Content starts

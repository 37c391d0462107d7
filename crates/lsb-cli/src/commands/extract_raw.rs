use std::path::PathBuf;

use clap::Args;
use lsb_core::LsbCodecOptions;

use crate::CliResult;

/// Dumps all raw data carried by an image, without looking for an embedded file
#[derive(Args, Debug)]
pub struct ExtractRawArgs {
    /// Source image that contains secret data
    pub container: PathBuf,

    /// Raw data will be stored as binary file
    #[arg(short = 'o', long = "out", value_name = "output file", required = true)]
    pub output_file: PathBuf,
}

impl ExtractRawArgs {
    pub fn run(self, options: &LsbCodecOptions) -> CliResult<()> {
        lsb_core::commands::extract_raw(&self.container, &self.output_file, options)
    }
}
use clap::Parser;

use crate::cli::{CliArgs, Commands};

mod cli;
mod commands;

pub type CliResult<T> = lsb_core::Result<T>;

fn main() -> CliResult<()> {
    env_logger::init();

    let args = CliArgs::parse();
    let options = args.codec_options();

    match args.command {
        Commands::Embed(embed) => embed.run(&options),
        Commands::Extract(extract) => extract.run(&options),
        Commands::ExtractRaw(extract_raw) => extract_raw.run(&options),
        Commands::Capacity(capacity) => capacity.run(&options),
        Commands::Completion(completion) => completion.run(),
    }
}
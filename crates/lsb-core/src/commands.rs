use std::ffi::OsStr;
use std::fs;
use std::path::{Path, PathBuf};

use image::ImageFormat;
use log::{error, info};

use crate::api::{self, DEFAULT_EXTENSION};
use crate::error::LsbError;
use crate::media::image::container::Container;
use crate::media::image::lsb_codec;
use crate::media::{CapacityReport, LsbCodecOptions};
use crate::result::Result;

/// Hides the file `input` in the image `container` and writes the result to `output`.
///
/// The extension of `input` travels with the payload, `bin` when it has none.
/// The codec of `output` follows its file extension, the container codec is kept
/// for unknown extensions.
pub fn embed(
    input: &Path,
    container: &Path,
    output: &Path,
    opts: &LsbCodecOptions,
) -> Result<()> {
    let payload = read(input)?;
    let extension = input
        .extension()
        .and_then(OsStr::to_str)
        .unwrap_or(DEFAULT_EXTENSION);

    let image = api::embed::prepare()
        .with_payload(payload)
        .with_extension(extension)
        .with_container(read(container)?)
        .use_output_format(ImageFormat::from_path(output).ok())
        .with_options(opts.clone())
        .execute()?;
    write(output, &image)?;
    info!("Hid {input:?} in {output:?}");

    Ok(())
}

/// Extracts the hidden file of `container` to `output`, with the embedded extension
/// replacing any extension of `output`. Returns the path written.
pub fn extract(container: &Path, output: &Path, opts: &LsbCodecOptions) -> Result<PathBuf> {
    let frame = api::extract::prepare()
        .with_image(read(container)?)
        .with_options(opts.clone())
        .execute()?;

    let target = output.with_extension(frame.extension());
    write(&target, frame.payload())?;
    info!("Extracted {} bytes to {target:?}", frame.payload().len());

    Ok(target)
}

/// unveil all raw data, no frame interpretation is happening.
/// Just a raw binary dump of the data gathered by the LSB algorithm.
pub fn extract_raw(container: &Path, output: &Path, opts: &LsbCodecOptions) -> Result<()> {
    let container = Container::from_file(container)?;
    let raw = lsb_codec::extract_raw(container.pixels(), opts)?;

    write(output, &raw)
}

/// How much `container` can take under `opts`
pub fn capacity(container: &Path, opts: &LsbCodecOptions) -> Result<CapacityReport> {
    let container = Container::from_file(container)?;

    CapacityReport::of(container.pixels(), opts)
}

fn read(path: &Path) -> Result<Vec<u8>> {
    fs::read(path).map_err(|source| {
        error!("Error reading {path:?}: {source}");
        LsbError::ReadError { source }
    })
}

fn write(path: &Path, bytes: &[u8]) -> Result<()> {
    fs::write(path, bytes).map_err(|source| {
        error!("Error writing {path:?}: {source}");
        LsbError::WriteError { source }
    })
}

Content ends
Content starts

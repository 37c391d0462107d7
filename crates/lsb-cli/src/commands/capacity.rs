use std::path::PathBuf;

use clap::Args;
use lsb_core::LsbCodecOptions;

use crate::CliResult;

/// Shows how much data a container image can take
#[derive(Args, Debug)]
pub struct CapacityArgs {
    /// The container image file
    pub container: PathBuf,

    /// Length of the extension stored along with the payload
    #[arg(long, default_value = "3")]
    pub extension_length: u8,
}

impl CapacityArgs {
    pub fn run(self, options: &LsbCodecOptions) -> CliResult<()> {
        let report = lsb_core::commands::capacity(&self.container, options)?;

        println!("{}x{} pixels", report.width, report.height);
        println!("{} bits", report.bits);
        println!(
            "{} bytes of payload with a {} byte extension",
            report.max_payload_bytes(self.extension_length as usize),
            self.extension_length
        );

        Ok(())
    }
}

Content ends

> [Brief]
Only one stretch of the records above is wanted: the lines between the one holding "env_logger::init();" and the one holding "use crate::media::image::lsb_codec;", inclusive, reproduced exactly.

> [Exercise response]
    env_logger::init();

    let args = CliArgs::parse();
    let options = args.codec_options();

    match args.command {
        Commands::Embed(embed) => embed.run(&options),
        Commands::Extract(extract) => extract.run(&options),
        Commands::ExtractRaw(extract_raw) => extract_raw.run(&options),
        Commands::Capacity(capacity) => capacity.run(&options),
        Commands::Completion(completion) => completion.run(),
    }
}
filename crates/lsb-core/src/commands.rs
use std::ffi::OsStr;
use std::fs;
use std::path::{Path, PathBuf};

use image::ImageFormat;
use log::{error, info};

use crate::api::{self, DEFAULT_EXTENSION};
use crate::error::LsbError;
use crate::media::image::container::Container;
use crate::media::image::lsb_codec;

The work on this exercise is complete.